* _SUPPLIED ENTRIES_
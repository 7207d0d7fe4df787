//! Status service - datastore reachability and ledger totals

use std::path::PathBuf;
use std::sync::Arc;

use rust_decimal::Decimal;
use serde::Serialize;

use crate::domain::Result;
use crate::ports::Datastore;

/// Status service for ledger summaries
pub struct StatusService {
    store: Arc<dyn Datastore>,
    db_path: Option<PathBuf>,
}

impl StatusService {
    pub fn new(store: Arc<dyn Datastore>, db_path: Option<PathBuf>) -> Self {
        Self { store, db_path }
    }

    /// Get overall status summary. An unreachable datastore is reported,
    /// not returned as an error.
    pub fn get_status(&self) -> Result<StatusSummary> {
        let db_path = self.db_path.as_ref().map(|p| p.display().to_string());

        if self.store.ping().is_err() {
            return Ok(StatusSummary {
                db_path,
                reachable: false,
                total_accounts: 0,
                total_users: 0,
                total_balance: Decimal::ZERO,
            });
        }

        let mut tx = self.store.begin()?;
        let accounts = tx.list_accounts()?;
        let total_users = tx.count_users()?;
        tx.commit()?;

        Ok(StatusSummary {
            db_path,
            reachable: true,
            total_accounts: accounts.len() as i64,
            total_users,
            total_balance: accounts.iter().map(|a| a.balance).sum(),
        })
    }
}

#[derive(Debug, Serialize)]
pub struct StatusSummary {
    pub db_path: Option<String>,
    pub reachable: bool,
    pub total_accounts: i64,
    pub total_users: i64,
    pub total_balance: Decimal,
}
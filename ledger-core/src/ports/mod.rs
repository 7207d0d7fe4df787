//! Port definitions (hexagonal architecture)
//!
//! Ports define the interfaces for external dependencies. The services
//! depend only on these traits, not on concrete implementations.

mod credential_hasher;
mod datastore;

pub use credential_hasher::CredentialHasher;
pub use datastore::{Datastore, StoreTransaction};
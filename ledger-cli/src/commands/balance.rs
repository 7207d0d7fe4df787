//! Balance command - show one account's balance

use anyhow::Result;
use colored::Colorize;
use rust_decimal::Decimal;
use serde::Serialize;

use ledger_core::{AccountNumber, EntryPoint};

use super::{emit, get_context, get_logger, logged, read_secret, with_session, UserArgs, ACCOUNT_PASSWORD_ENV};
use crate::output;

#[derive(Serialize)]
struct BalanceResult {
    account: AccountNumber,
    balance: Decimal,
}

pub fn run(user: UserArgs, account: AccountNumber, password: Option<String>, json: bool) -> Result<()> {
    let logger = get_logger(EntryPoint::Cli);

    logged(&logger, "balance", || {
        let ctx = get_context()?;
        with_session(&ctx, &user, |session| {
            let password = read_secret(password, ACCOUNT_PASSWORD_ENV, "Account password")?;
            let result = ctx
                .ledger_service
                .check_balance(session, account, &password)
                .map(|balance| BalanceResult { account, balance });

            emit(json, result, |r| {
                println!(
                    "Account {}: {}",
                    r.account,
                    output::format_amount(r.balance).bold()
                );
            })
        })
    })
}
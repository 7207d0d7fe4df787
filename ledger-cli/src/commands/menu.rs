//! Menu command - interactive terminal session
//!
//! Log in (or register) first; the ledger actions are only offered while the
//! session is active.

use anyhow::{bail, Result};
use colored::Colorize;
use dialoguer::{Confirm, Input, Password, Select};
use rust_decimal::Decimal;

use ledger_core::{
    AccountNumber, EntryPoint, LedgerContext, LogEvent, LoggingService, NewAccount, NewUser,
    Session,
};

use super::{get_context, get_logger, log_event, logged};
use crate::output;

const START_ITEMS: &[&str] = &["Log in", "Register", "Quit"];

const LEDGER_ITEMS: &[&str] = &[
    "Open account",
    "Deposit",
    "Withdraw",
    "Transfer",
    "Check balance",
    "Close account",
    "List accounts",
    "Status",
    "Log out",
];

/// Command name logged for each ledger menu item
const LEDGER_COMMANDS: &[&str] = &[
    "open", "deposit", "withdraw", "transfer", "balance", "close", "list", "status",
];

fn input_account(prompt: &str) -> Result<AccountNumber> {
    Ok(Input::<AccountNumber>::new().with_prompt(prompt).interact_text()?)
}

fn input_amount(prompt: &str) -> Result<Decimal> {
    Ok(Input::<Decimal>::new().with_prompt(prompt).interact_text()?)
}

fn input_text(prompt: &str) -> Result<String> {
    Ok(Input::<String>::new().with_prompt(prompt).interact_text()?)
}

fn input_password(prompt: &str) -> Result<String> {
    Ok(Password::new().with_prompt(prompt).interact()?)
}

pub fn run(user: Option<String>) -> Result<()> {
    if atty::isnt(atty::Stream::Stdin) {
        bail!("The menu needs an interactive terminal");
    }

    let logger = get_logger(EntryPoint::Menu);
    let ctx = get_context()?;
    log_event(&logger, LogEvent::new("menu_opened"));

    let mut preset_user = user;
    loop {
        let choice = Select::new()
            .with_prompt("Ledger")
            .items(START_ITEMS)
            .default(0)
            .interact()?;

        match choice {
            0 => {
                let username = match preset_user.take() {
                    Some(username) => username,
                    None => input_text("Username")?,
                };
                let password = input_password("Password")?;

                let login = logged(&logger, "login", || {
                    Ok(ctx.auth_service.login(&username, &password)?)
                });
                match login {
                    Ok(mut session) => ledger_menu(&ctx, &logger, &mut session)?,
                    Err(e) => output::error(&e.to_string()),
                }
            }
            1 => {
                let result = logged(&logger, "register", || register(&ctx));
                if let Err(e) = result {
                    output::error(&e.to_string());
                }
            }
            _ => break,
        }
    }

    log_event(&logger, LogEvent::new("menu_closed"));
    Ok(())
}

fn ledger_menu(
    ctx: &LedgerContext,
    logger: &Option<LoggingService>,
    session: &mut Session,
) -> Result<()> {
    let started = session.started_at().with_timezone(&chrono::Local);
    output::success(&format!(
        "Logged in as {} at {}",
        session.username(),
        started.format("%H:%M")
    ));

    loop {
        let choice = Select::new()
            .with_prompt(format!("{} @ ledger", session.username()))
            .items(LEDGER_ITEMS)
            .default(0)
            .interact()?;

        let Some(command) = LEDGER_COMMANDS.get(choice) else {
            ctx.auth_service.logout(session);
            log_event(logger, LogEvent::new("logout_completed"));
            output::info("Logged out.");
            return Ok(());
        };

        let session: &Session = session;
        let result = logged(logger, command, || match choice {
            0 => open_account(ctx, session),
            1 => deposit(ctx, session),
            2 => withdraw(ctx, session),
            3 => transfer(ctx, session),
            4 => check_balance(ctx, session),
            5 => close_account(ctx, session),
            6 => list_accounts(ctx, session),
            _ => status(ctx),
        });
        if let Err(e) = result {
            output::error(&e.to_string());
        }
        println!();
    }
}

fn register(ctx: &LedgerContext) -> Result<()> {
    let username = input_text("Username")?;
    let email = input_text("Email")?;
    let password = Password::new()
        .with_prompt("Password")
        .with_confirmation("Confirm password", "Passwords do not match")
        .interact()?;

    let user = ctx
        .auth_service
        .register_user(&NewUser::new(username, password, email))?;
    output::success(&format!("Registered user {}. You can log in now.", user.username));
    Ok(())
}

fn open_account(ctx: &LedgerContext, session: &Session) -> Result<()> {
    let holder = input_text("Holder name")?;
    let phone = input_text("Phone number")?;
    let balance = input_amount("Opening balance")?;
    let minimum = Input::<Decimal>::new()
        .with_prompt("Minimum balance")
        .default(ctx.config.ledger.default_minimum_balance)
        .interact_text()?;
    let limit = input_amount("Max withdraw limit")?;
    let password = Password::new()
        .with_prompt("Account password")
        .with_confirmation("Confirm account password", "Passwords do not match")
        .interact()?;

    let request = NewAccount::new(holder, balance, limit, phone, password).with_minimum_balance(minimum);
    let number = ctx.ledger_service.open_account(session, &request)?;
    output::success(&format!("Opened account {}", number));
    Ok(())
}

fn deposit(ctx: &LedgerContext, session: &Session) -> Result<()> {
    let account = input_account("Account number")?;
    let amount = input_amount("Amount")?;

    let balance = ctx.ledger_service.deposit(session, account, amount)?;
    output::success(&format!("New balance: {}", output::format_amount(balance)));
    Ok(())
}

fn withdraw(ctx: &LedgerContext, session: &Session) -> Result<()> {
    let account = input_account("Account number")?;
    let amount = input_amount("Amount")?;
    let password = input_password("Account password")?;

    let balance = ctx.ledger_service.withdraw(session, account, amount, &password)?;
    output::success(&format!("New balance: {}", output::format_amount(balance)));
    Ok(())
}

fn transfer(ctx: &LedgerContext, session: &Session) -> Result<()> {
    let from = input_account("From account")?;
    let to = input_account("To account")?;
    let amount = input_amount("Amount")?;
    let password = input_password("Password for the source account")?;

    let receipt = ctx.ledger_service.transfer(session, from, to, amount, &password)?;
    output::success(&format!(
        "Transferred {}. {} now holds {}, {} holds {}",
        output::format_amount(receipt.amount),
        receipt.from,
        output::format_amount(receipt.from_balance),
        receipt.to,
        output::format_amount(receipt.to_balance)
    ));
    Ok(())
}

fn check_balance(ctx: &LedgerContext, session: &Session) -> Result<()> {
    let account = input_account("Account number")?;
    let password = input_password("Account password")?;

    let balance = ctx.ledger_service.check_balance(session, account, &password)?;
    println!("Balance: {}", output::format_amount(balance).bold());
    Ok(())
}

fn close_account(ctx: &LedgerContext, session: &Session) -> Result<()> {
    let account = input_account("Account number")?;
    if !Confirm::new()
        .with_prompt(format!("Close account {}?", account))
        .default(false)
        .interact()?
    {
        println!("Cancelled.");
        return Ok(());
    }
    let password = input_password("Account password")?;

    ctx.ledger_service.close_account(session, account, &password)?;
    output::success(&format!("Closed account {}", account));
    Ok(())
}

fn list_accounts(ctx: &LedgerContext, session: &Session) -> Result<()> {
    let accounts = ctx.ledger_service.list_accounts(session)?;
    if accounts.is_empty() {
        output::warning("No accounts yet.");
        return Ok(());
    }

    let mut table = output::create_table();
    table.set_header(vec!["Number", "Holder", "Balance", "Max Withdraw", "Phone"]);
    for account in &accounts {
        table.add_row(vec![
            account.number.to_string(),
            account.holder_name.clone(),
            output::format_amount(account.balance),
            output::format_amount(account.max_withdraw_limit),
            account.phone_number.clone(),
        ]);
    }
    println!("{}", table);
    Ok(())
}

fn status(ctx: &LedgerContext) -> Result<()> {
    let status = ctx.status_service.get_status()?;
    if status.reachable {
        output::success("Database reachable");
    } else {
        output::error("Database unreachable");
    }
    println!(
        "{} accounts, {} users, {} held",
        status.total_accounts,
        status.total_users,
        output::format_amount(status.total_balance)
    );
    Ok(())
}
//! Migration service - manages database schema migrations
//!
//! Migrations are SQL files embedded at compile time. Each migration is
//! tracked in the sys_migrations table so it runs exactly once.

use duckdb::Connection;

use crate::domain::Result;
use crate::migrations::MIGRATIONS;

const BOOTSTRAP_MIGRATION: &str = "000_migrations.sql";

/// Result of running migrations
#[derive(Debug)]
pub struct MigrationResult {
    /// Names of newly applied migrations
    pub applied: Vec<String>,
    /// Count of migrations that were already applied
    pub already_applied: usize,
}

/// Service for managing database migrations
pub struct MigrationService<'a> {
    conn: &'a Connection,
    migrations: &'static [(&'static str, &'static str)],
}

impl<'a> MigrationService<'a> {
    /// Create a migration service for the ledger schema
    pub fn new(conn: &'a Connection) -> Self {
        Self::with_migrations(conn, MIGRATIONS)
    }

    /// Create a migration service for another embedded migration set
    pub fn with_migrations(
        conn: &'a Connection,
        migrations: &'static [(&'static str, &'static str)],
    ) -> Self {
        Self { conn, migrations }
    }

    /// Run all pending migrations
    ///
    /// 1. Bootstraps the sys_migrations table if it doesn't exist
    /// 2. Applies every migration not yet recorded, in order
    /// 3. Records each applied migration
    pub fn run_pending(&self) -> Result<MigrationResult> {
        let mut newly_applied = Vec::new();

        let bootstrap_ran = if !self.migrations_table_exists()? {
            if let Some((name, sql)) = self.migrations.iter().find(|(n, _)| *n == BOOTSTRAP_MIGRATION) {
                self.conn.execute_batch(sql)?;
                self.record_migration(name)?;
                newly_applied.push(name.to_string());
                true
            } else {
                false
            }
        } else {
            false
        };

        let applied_set = self.get_applied()?;
        let already_applied = if bootstrap_ran {
            applied_set.len().saturating_sub(1)
        } else {
            applied_set.len()
        };

        for (name, sql) in self.migrations.iter() {
            if *name == BOOTSTRAP_MIGRATION {
                continue;
            }
            if !applied_set.iter().any(|applied| applied == name) {
                self.conn.execute_batch(sql)?;
                self.record_migration(name)?;
                newly_applied.push(name.to_string());
            }
        }

        Ok(MigrationResult {
            applied: newly_applied,
            already_applied,
        })
    }

    fn migrations_table_exists(&self) -> Result<bool> {
        let count: i64 = self.conn.query_row(
            "SELECT COUNT(*) FROM information_schema.tables WHERE table_name = 'sys_migrations'",
            [],
            |row| row.get(0),
        )?;
        Ok(count > 0)
    }

    /// Get list of already applied migration names
    pub fn get_applied(&self) -> Result<Vec<String>> {
        let mut stmt = self
            .conn
            .prepare("SELECT migration_name FROM sys_migrations ORDER BY migration_name")?;
        let names = stmt
            .query_map([], |row| row.get::<_, String>(0))?
            .collect::<duckdb::Result<Vec<_>>>()?;
        Ok(names)
    }

    /// Get list of pending migration names
    pub fn get_pending(&self) -> Result<Vec<String>> {
        let applied = self.get_applied()?;
        let pending = self
            .migrations
            .iter()
            .filter(|(name, _)| !applied.iter().any(|a| a == name))
            .map(|(name, _)| name.to_string())
            .collect();
        Ok(pending)
    }

    fn record_migration(&self, name: &str) -> Result<()> {
        self.conn.execute(
            "INSERT INTO sys_migrations (migration_name) VALUES (?)",
            [name],
        )?;
        Ok(())
    }
}

#[cfg(test)]
mod tests {
    use super::*;
    use crate::log_migrations::LOG_MIGRATIONS;

    #[test]
    fn test_migrations_run_on_fresh_db() {
        let conn = Connection::open_in_memory().unwrap();
        let service = MigrationService::new(&conn);

        let result = service.run_pending().unwrap();
        assert_eq!(result.applied.len(), MIGRATIONS.len());
        assert_eq!(result.already_applied, 0);

        // Running again should apply nothing
        let result2 = service.run_pending().unwrap();
        assert_eq!(result2.applied.len(), 0);
        assert_eq!(result2.already_applied, MIGRATIONS.len());
        assert!(service.get_pending().unwrap().is_empty());
    }

    #[test]
    fn test_get_pending_after_bootstrap_only() {
        let conn = Connection::open_in_memory().unwrap();
        conn.execute_batch(MIGRATIONS[0].1).unwrap();
        conn.execute(
            "INSERT INTO sys_migrations (migration_name) VALUES (?)",
            [MIGRATIONS[0].0],
        )
        .unwrap();

        let pending = MigrationService::new(&conn).get_pending().unwrap();
        assert_eq!(pending.len(), MIGRATIONS.len() - 1);
    }

    #[test]
    fn test_log_migration_set() {
        let conn = Connection::open_in_memory().unwrap();
        let service = MigrationService::with_migrations(&conn, LOG_MIGRATIONS);
        let result = service.run_pending().unwrap();
        assert_eq!(result.applied.len(), LOG_MIGRATIONS.len());

        let count: i64 = conn
            .query_row("SELECT COUNT(*) FROM sys_logs", [], |row| row.get(0))
            .unwrap();
        assert_eq!(count, 0);
    }
}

* _EXERCISE DESCRIPTION_
Within the material above, show every line that includes "json".

* _RESPONSE FOR THIS EXERCISE_
pub fn run(user: UserArgs, account: AccountNumber, password: Option<String>, json: bool) -> Result<()> {
            emit(json, result, |r| {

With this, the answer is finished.